In a significant legal development, the Supreme Court of India has revived a high-stakes land dispute involving a prime property in Jaipur, valued at a staggering Rs 400 crore. The apex court set aside a Rajasthan High Court order, directing it to freshly examine the appeal filed by the Jaipur Development Authority (JDA) against a former royal family.
Court Directs Fresh Hearing on Merits
A bench comprising Justices J B Pardiwala and K V Vishwanathan found no justification for the High Court's earlier decision to dismiss the JDA's appeal on technical grounds. The Supreme Court bench held that the matter deserved a hearing based on its actual merits. The judges have now issued a clear directive: the High Court bench must decide JDA's first appeal purely on merit within four weeks and submit a compliance report to the Supreme Court.

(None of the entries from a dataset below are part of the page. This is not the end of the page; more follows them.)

//! Headless scene viewer
//!
//! Loads an s72 scene with the parameters from a config file, adds the user orbit
//! camera and steps a fixed number of frames through animation and culling, logging
//! what a renderer would be handed.
//!
//! ```text
//! scene_viewer [config.toml|config.ron]
//! ```

use scene_runtime::config::ConfigError;
use scene_runtime::ecs::StoreError;
use scene_runtime::foundation::logging;
use scene_runtime::prelude::*;

const FRAME_COUNT: u32 = 120;
const FRAME_TIME: f32 = 1.0 / 60.0;

#[derive(thiserror::Error, Debug)]
enum ViewerError {
    #[error("config error: {0}")]
    Config(#[from] ConfigError),

    #[error("scene error: {0}")]
    Scene(#[from] SceneError),

    #[error("frame error: {0}")]
    Frame(#[from] StoreError),
}

fn load_parameters() -> Result<ModeParameters, ConfigError> {
    let params = match std::env::args().nth(1) {
        Some(path) => ModeParameters::load_from_file(path)?,
        None => ModeParameters::default(),
    };
    params.validate()?;
    Ok(params)
}

fn run() -> Result<(), ViewerError> {
    let params = load_parameters()?;
    logging::init_with_filter(&params.log_filter);
    log::info!("Starting scene viewer with {params:?}");

    let mut world = World::new();
    let mut buffers = GeometryBuffers::new();
    let mut scene = Scene::load(&params, &mut world, &mut buffers)?;
    log::info!(
        "Geometry: {} vertices, {} indices",
        buffers.vertices.len(),
        buffers.indices.len()
    );
    log::info!("Scene graph:\n{scene}");

    let camera = scene.add_orbit_camera(&mut world);
    let input = OrbitInput {
        turn_h: 0.002,
        ..Default::default()
    };

    let mut elapsed = 0.0;
    let mut total_draws = 0;
    let mut total_culled = 0;
    for frame in 0..FRAME_COUNT {
        scene.update_drivers(elapsed);
        scene.update_orbit_camera(camera, &input)?;
        let draws = scene.draw_scene()?;
        log::trace!("Frame {frame}: {} draws, {} culled", draws.draws.len(), draws.culled);

        total_draws += draws.draws.len();
        total_culled += draws.culled;
        elapsed += FRAME_TIME;
    }

    log::info!(
        "Ran {FRAME_COUNT} frames: {total_draws} draws, {total_culled} culled ({:.1} draws/frame)",
        total_draws as f32 / FRAME_COUNT as f32
    );
    Ok(())
}

fn main() {
    if let Err(e) = run() {
        log::error!("{e}");
        eprintln!("scene_viewer: {e}");
        std::process::exit(1);
    }
}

This order effectively reopens a legal battle that seemed to have concluded. The High Court, on September 15 last year, had declined to intervene, leaving a 2011 trial court decree in favour of the royal family intact without a detailed appellate scrutiny. The JDA subsequently approached the Supreme Court on December 10, leading to the current ruling.
The Core of the Rs 400 Crore Dispute
The contested land is located in what was historically recorded as "Hathroi village" before being absorbed into central Jaipur's urban landscape. Today, the area comprises premium real estate, schools, hospitals, and other civic infrastructure. The JDA estimates the value of this land parcel, referred to in revenue records as "Siwai chak" (uncultivable government land), at Rs 400 crore.
The civic body's petition states that it took possession of the land in the 1990s. It challenges the claim made by the family of former royal and deputy chief minister Diya Kumari, who assert that the property was registered as their private holding under the 1949 Covenant linked to Jaipur's accession to the Indian Union. The JDA insists the land was never listed as the former royal family's private property in the covenant schedule.
Furthermore, the JDA maintains that large portions of the land were lawfully acquired between 1993 and 1995 after compensation was paid. The opposite narrative began in 2005, when the royal family filed a civil suit seeking a declaration of ownership. This suit was decreed in their favour by a trial court on November 24, 2011. The trial court declared them the owners, set aside revenue entries favouring the state, and restrained the JDA from interfering with their possession.
Long Legal Journey and Constitutional Question
The JDA filed its first appeal against this decree in 2012. After a prolonged wait, the appeal was dismissed in November 2023, only to be restored by the Supreme Court just over a year later. In its appeal to the apex court, the JDA argued that valuable public land was being lost on mere technicalities. It highlighted critical issues involving public title, completed acquisitions, settled revenue records, and a potential constitutional bar under Article 363 of the Constitution, which restricts courts from interfering in agreements related to the accession of princely states.
The Supreme Court's intervention underscores the principle that substantial disputes, especially those involving significant public assets and complex legal questions, must be decided on their substantive merits rather than procedural technicalities. The next four weeks will be crucial as the Rajasthan High Court prepares to examine the decades-old conflict afresh, with the outcome having major implications for both the civic authority and the erstwhile royal family.